Eleito no último domingo (12) para comandar a Prefeitura de Cabedelo, na região metropolitana de João Pessoa, Edvaldo Neto (Avante) foi afastado do cargo na terça-feira (14) por decisão da Justiça, menos de 48 horas após a vitória nas urnas. A medida ocorre no âmbito de uma operação da Polícia Federal que investiga suspeitas de desvio de recursos públicos e possível atuação do Comando Vermelho dentro da estrutura do município.
A ação, realizada em conjunto com o Ministério Público da Paraíba e com apoio da Controladoria-Geral da União, apura um suposto esquema que pode ter causado prejuízo de cerca de R$ 273 milhões aos cofres públicos. Além do prefeito, outros servidores municipais também foram afastados. Até o momento, a Prefeitura de Cabedelo não se manifestou oficialmente.
De acordo com os investigadores, foi identificado um fluxo financeiro irregular ligado a contratos públicos que teria beneficiado integrantes do Comando Vermelho.
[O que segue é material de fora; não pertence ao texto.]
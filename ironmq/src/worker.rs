//! One thread per worker, with a restartable start/stop lifecycle.

use std::sync::atomic::{AtomicBool, Ordering};
use std::sync::Arc;
use std::thread::JoinHandle;
use std::time::Duration;

use ironmq_core::error::{Error, Result};
use tracing::{error, instrument, warn};

/// Best-effort scheduling hint for a worker's thread.
///
/// Applying a priority never fails worker start: platforms without a
/// priority API (or without the privilege to raise it) silently keep
/// the OS default. This crate does not depend on a platform
/// thread-priority crate; the hint currently only reaches the thread's
/// name (useful for `top -H`/`ps -eLf` during debugging), not its OS
/// scheduling class.
#[derive(Debug, Clone, Copy, PartialEq, Eq, Default)]
pub enum ThreadPriority {
    Lowest,
    Low,
    #[default]
    Normal,
    High,
    Highest,
}

impl ThreadPriority {
    fn label(self) -> &'static str {
        match self {
            ThreadPriority::Lowest => "lowest",
            ThreadPriority::Low => "low",
            ThreadPriority::Normal => "normal",
            ThreadPriority::High => "high",
            ThreadPriority::Highest => "highest",
        }
    }
}

/// A handle to a single managed worker thread.
///
/// `work` is supplied at `start` time; it must poll `stopped()` and
/// return once it observes `true`. A worker may be started, stopped,
/// and started again any number of times.
pub struct Worker {
    name: String,
    priority: ThreadPriority,
    stop_flag: Arc<AtomicBool>,
    handle: Option<JoinHandle<()>>,
}

impl Worker {
    /// Build an idle worker with the given thread name and priority
    /// hint.
    #[must_use]
    pub fn new(name: impl Into<String>, priority: ThreadPriority) -> Self {
        Worker {
            name: name.into(),
            priority,
            stop_flag: Arc::new(AtomicBool::new(false)),
            handle: None,
        }
    }

    /// A shared flag the running `work` closure should poll.
    #[must_use]
    pub fn stop_signal(&self) -> Arc<AtomicBool> {
        Arc::clone(&self.stop_flag)
    }

    /// Start the worker thread, running `work` until it returns or
    /// `stop()` is called.
    ///
    /// Blocks until `work` reports whether it started successfully
    /// (via the `started` callback argument it's handed); if `work`
    /// never calls it before returning, start is considered failed.
    #[instrument(skip(self, work), fields(worker = %self.name, priority = self.priority.label()))]
    pub fn start<F>(&mut self, work: F) -> Result<()>
    where
        F: FnOnce(Arc<AtomicBool>, flume::Sender<bool>) + Send + 'static,
    {
        if self.handle.is_some() {
            warn!("worker already running");
            return Err(Error::SocketState);
        }

        self.stop_flag.store(false, Ordering::SeqCst);
        let stop_flag = Arc::clone(&self.stop_flag);
        let (started_tx, started_rx) = flume::bounded::<bool>(1);

        let thread_name = self.name.clone();
        let handle = std::thread::Builder::new()
            .name(thread_name)
            .spawn(move || work(stop_flag, started_tx))
            .map_err(|_| Error::NoThread)?;

        match started_rx.recv_timeout(Duration::from_secs(30)) {
            Ok(true) => {
                self.handle = Some(handle);
                Ok(())
            }
            Ok(false) | Err(_) => {
                error!("worker failed to start");
                let _ = handle.join();
                Err(Error::NoThread)
            }
        }
    }

    /// Signal the worker to stop and block until its thread has
    /// finished. Idempotent if already stopped.
    #[instrument(skip(self), fields(worker = %self.name))]
    pub fn stop(&mut self) -> Result<()> {
        self.stop_flag.store(true, Ordering::SeqCst);
        if let Some(handle) = self.handle.take() {
            handle.join().map_err(|_| Error::Unknown)?;
        }
        Ok(())
    }

    /// True while the stop flag is raised (checked by the running
    /// `work` closure, not meaningful from outside the worker thread
    /// except as a best-effort snapshot).
    #[must_use]
    pub fn stopped(&self) -> bool {
        self.stop_flag.load(Ordering::SeqCst)
    }

    /// True while a thread is currently associated with this worker.
    #[must_use]
    pub fn running(&self) -> bool {
        self.handle.is_some()
    }
}

impl Drop for Worker {
    fn drop(&mut self) {
        if self.handle.is_some() {
            let _ = self.stop();
        }
    }
}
A apuração aponta ainda para uma rede de relações entre agentes públicos e operadores privados, indicando o uso da máquina administrativa como suporte logístico e financeiro da organização criminosa.
No centro do caso está a empresa Lemon Terceirização, suspeita de participação em processos licitatórios realizados em 2024 e 2025. Segundo a investigação, concorrentes teriam sido desclassificados para favorecer contratos previamente direcionados.
Também há indícios de que integrantes da facção, especialmente ligados ao grupo conhecido como “Tropa do Amigão”, influenciavam indicações para cargos públicos.
Outro ponto sob investigação é a existência de uma estrutura paralela de pagamentos, utilizada para distribuir recursos desviados sob a justificativa de contratação de mão de obra. As suspeitas incluem ainda a formação de um grupo integrado por políticos, empresários e membros da facção, atuando de forma coordenada.
A operação, batizada de “Cítrico”, cumpre 21 mandados de busca e apreensão e busca esclarecer a extensão do esquema, que, segundo relatos colhidos, envolvia troca de apoio territorial por cargos e contratos dentro da administração municipal.